> [Problem statement]:
From the first line to the last, print the records exactly.

> [Supplied material]:
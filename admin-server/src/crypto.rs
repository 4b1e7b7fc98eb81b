//! Sensitive field encryption with AES-256-GCM
//!
//! Used by the operation log pipeline for fields that must be stored
//! recoverably (as opposed to masked fields, which are replaced outright).
//!
//! Format: base64(nonce_12bytes || ciphertext || tag_16bytes)

use aes_gcm::aead::Aead;
use aes_gcm::{Aes256Gcm, KeyInit, Nonce};
use base64::Engine;
use zeroize::Zeroize;

const NONCE_LEN: usize = 12;
const KEY_LEN: usize = 32;

/// Master encryption key (32 bytes for AES-256-GCM)
#[derive(Clone)]
pub struct MasterKey {
    key: [u8; KEY_LEN],
}

impl Drop for MasterKey {
    fn drop(&mut self) {
        self.key.zeroize();
    }
}

impl MasterKey {
    /// Load master key from a base64-encoded 32-byte string
    pub fn from_base64(b64: &str) -> Result<Self, Box<dyn std::error::Error + Send + Sync>> {
        let bytes = base64::engine::general_purpose::STANDARD.decode(b64.trim())?;
        if bytes.len() != KEY_LEN {
            return Err(format!(
                "Master key wrong length: {} (expected {KEY_LEN})",
                bytes.len()
            )
            .into());
        }
        let mut key = [0u8; KEY_LEN];
        key.copy_from_slice(&bytes);
        Ok(Self { key })
    }

    /// Generate a random master key (development only)
    pub fn generate() -> Self {
        let mut key = [0u8; KEY_LEN];
        rand::RngCore::fill_bytes(&mut rand::thread_rng(), &mut key);
        Self { key }
    }

    /// Encrypt plaintext → base64(nonce || ciphertext || tag)
    pub fn encrypt(&self, plaintext: &[u8]) -> Result<String, &'static str> {
        let cipher = Aes256Gcm::new_from_slice(&self.key).map_err(|_| "Invalid key")?;

        let mut nonce_bytes = [0u8; NONCE_LEN];
        rand::RngCore::fill_bytes(&mut rand::thread_rng(), &mut nonce_bytes);
        let nonce = Nonce::from_slice(&nonce_bytes);

        let ciphertext = cipher
            .encrypt(nonce, plaintext)
            .map_err(|_| "Encryption failed")?;

        // nonce || ciphertext (includes tag)
        let mut result = Vec::with_capacity(NONCE_LEN + ciphertext.len());
        result.extend_from_slice(&nonce_bytes);
        result.extend_from_slice(&ciphertext);

        Ok(base64::engine::general_purpose::STANDARD.encode(&result))
    }

    /// Decrypt base64(nonce || ciphertext || tag) → plaintext
    pub fn decrypt(&self, encrypted_b64: &str) -> Result<Vec<u8>, &'static str> {
        let data = base64::engine::general_purpose::STANDARD
            .decode(encrypted_b64)
            .map_err(|_| "Invalid base64")?;

        if data.len() < NONCE_LEN + 16 {
            return Err("Ciphertext too short");
        }

        let cipher = Aes256Gcm::new_from_slice(&self.key).map_err(|_| "Invalid key")?;
        let nonce = Nonce::from_slice(&data[..NONCE_LEN]);
        let ciphertext = &data[NONCE_LEN..];

        cipher
            .decrypt(nonce, ciphertext)
            .map_err(|_| "Decryption failed (wrong key or tampered data)")
    }

    /// Encrypt a string → base64 blob
    pub fn encrypt_string(&self, plaintext: &str) -> Result<String, &'static str> {
        self.encrypt(plaintext.as_bytes())
    }

    /// Decrypt base64 blob → string
    pub fn decrypt_string(&self, encrypted_b64: &str) -> Result<String, &'static str> {
        let bytes = self.decrypt(encrypted_b64)?;
        String::from_utf8(bytes).map_err(|_| "Decrypted data is not valid UTF-8")
    }
}

#[cfg(test)]
mod tests {
    use super::*;

    #[test]
    fn test_encrypt_decrypt_roundtrip() {
        let key = MasterKey::generate();
        let blob = key.encrypt_string("13800138000").unwrap();
        assert_ne!(blob, "13800138000");
        assert_eq!(key.decrypt_string(&blob).unwrap(), "13800138000");
    }

    #[test]
    fn test_nonce_uniqueness() {
        let key = MasterKey::generate();
        let a = key.encrypt_string("same input").unwrap();
        let b = key.encrypt_string("same input").unwrap();
        assert_ne!(a, b);
    }

    #[test]
    fn test_wrong_key_fails() {
        let key1 = MasterKey::generate();
        let key2 = MasterKey::generate();
        let blob = key1.encrypt_string("secret").unwrap();
        assert!(key2.decrypt(&blob).is_err());
    }

    #[test]
    fn test_from_base64_rejects_short_key() {
        use base64::Engine;
        let short = base64::engine::general_purpose::STANDARD.encode([0u8; 16]);
        assert!(MasterKey::from_base64(&short).is_err());
    }

    #[test]
    fn test_tampered_ciphertext_fails() {
        use base64::Engine;
        let key = MasterKey::generate();
        let blob = key.encrypt_string("secret").unwrap();
        let mut raw = base64::engine::general_purpose::STANDARD
            .decode(&blob)
            .unwrap();
        let last = raw.len() - 1;
        raw[last] ^= 0xFF;
        let tampered = base64::engine::general_purpose::STANDARD.encode(&raw);
        assert!(key.decrypt(&tampered).is_err());
    }
}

> [Result below]:
filename admin-server/src/crypto.rs
repository 4b1e7b7fc98eb81b
//! Sensitive field encryption with AES-256-GCM
//!
//! Used by the operation log pipeline for fields that must be stored
//! recoverably (as opposed to masked fields, which are replaced outright).
//!
//! Format: base64(nonce_12bytes || ciphertext || tag_16bytes)

use aes_gcm::aead::Aead;
use aes_gcm::{Aes256Gcm, KeyInit, Nonce};
use base64::Engine;
use zeroize::Zeroize;

const NONCE_LEN: usize = 12;
const KEY_LEN: usize = 32;

/// Master encryption key (32 bytes for AES-256-GCM)
#[derive(Clone)]
pub struct MasterKey {
    key: [u8; KEY_LEN],
}

impl Drop for MasterKey {
    fn drop(&mut self) {
        self.key.zeroize();
    }
}

impl MasterKey {
    /// Load master key from a base64-encoded 32-byte string
    pub fn from_base64(b64: &str) -> Result<Self, Box<dyn std::error::Error + Send + Sync>> {
        let bytes = base64::engine::general_purpose::STANDARD.decode(b64.trim())?;
        if bytes.len() != KEY_LEN {
            return Err(format!(
                "Master key wrong length: {} (expected {KEY_LEN})",
                bytes.len()
            )
            .into());
        }
        let mut key = [0u8; KEY_LEN];
        key.copy_from_slice(&bytes);
        Ok(Self { key })
    }

    /// Generate a random master key (development only)
    pub fn generate() -> Self {
        let mut key = [0u8; KEY_LEN];
        rand::RngCore::fill_bytes(&mut rand::thread_rng(), &mut key);
        Self { key }
    }

    /// Encrypt plaintext → base64(nonce || ciphertext || tag)
    pub fn encrypt(&self, plaintext: &[u8]) -> Result<String, &'static str> {
        let cipher = Aes256Gcm::new_from_slice(&self.key).map_err(|_| "Invalid key")?;

        let mut nonce_bytes = [0u8; NONCE_LEN];
        rand::RngCore::fill_bytes(&mut rand::thread_rng(), &mut nonce_bytes);
        let nonce = Nonce::from_slice(&nonce_bytes);

        let ciphertext = cipher
            .encrypt(nonce, plaintext)
            .map_err(|_| "Encryption failed")?;

        // nonce || ciphertext (includes tag)
        let mut result = Vec::with_capacity(NONCE_LEN + ciphertext.len());
        result.extend_from_slice(&nonce_bytes);
        result.extend_from_slice(&ciphertext);

        Ok(base64::engine::general_purpose::STANDARD.encode(&result))
    }

    /// Decrypt base64(nonce || ciphertext || tag) → plaintext
    pub fn decrypt(&self, encrypted_b64: &str) -> Result<Vec<u8>, &'static str> {
        let data = base64::engine::general_purpose::STANDARD
            .decode(encrypted_b64)
            .map_err(|_| "Invalid base64")?;

        if data.len() < NONCE_LEN + 16 {
            return Err("Ciphertext too short");
        }

        let cipher = Aes256Gcm::new_from_slice(&self.key).map_err(|_| "Invalid key")?;
        let nonce = Nonce::from_slice(&data[..NONCE_LEN]);
        let ciphertext = &data[NONCE_LEN..];

        cipher
            .decrypt(nonce, ciphertext)
            .map_err(|_| "Decryption failed (wrong key or tampered data)")
    }

    /// Encrypt a string → base64 blob
    pub fn encrypt_string(&self, plaintext: &str) -> Result<String, &'static str> {
        self.encrypt(plaintext.as_bytes())
    }

    /// Decrypt base64 blob → string
    pub fn decrypt_string(&self, encrypted_b64: &str) -> Result<String, &'static str> {
        let bytes = self.decrypt(encrypted_b64)?;
        String::from_utf8(bytes).map_err(|_| "Decrypted data is not valid UTF-8")
    }
}

#[cfg(test)]
mod tests {
    use super::*;

    #[test]
    fn test_encrypt_decrypt_roundtrip() {
        let key = MasterKey::generate();
        let blob = key.encrypt_string("13800138000").unwrap();
        assert_ne!(blob, "13800138000");
        assert_eq!(key.decrypt_string(&blob).unwrap(), "13800138000");
    }

    #[test]
    fn test_nonce_uniqueness() {
        let key = MasterKey::generate();
        let a = key.encrypt_string("same input").unwrap();
        let b = key.encrypt_string("same input").unwrap();
        assert_ne!(a, b);
    }

    #[test]
    fn test_wrong_key_fails() {
        let key1 = MasterKey::generate();
        let key2 = MasterKey::generate();
        let blob = key1.encrypt_string("secret").unwrap();
        assert!(key2.decrypt(&blob).is_err());
    }

    #[test]
    fn test_from_base64_rejects_short_key() {
        use base64::Engine;
        let short = base64::engine::general_purpose::STANDARD.encode([0u8; 16]);
        assert!(MasterKey::from_base64(&short).is_err());
    }

    #[test]
    fn test_tampered_ciphertext_fails() {
        use base64::Engine;
        let key = MasterKey::generate();
        let blob = key.encrypt_string("secret").unwrap();
        let mut raw = base64::engine::general_purpose::STANDARD
            .decode(&blob)
            .unwrap();
        let last = raw.len() - 1;
        raw[last] ^= 0xFF;
        let tampered = base64::engine::general_purpose::STANDARD.encode(&raw);
        assert!(key.decrypt(&tampered).is_err());
    }
}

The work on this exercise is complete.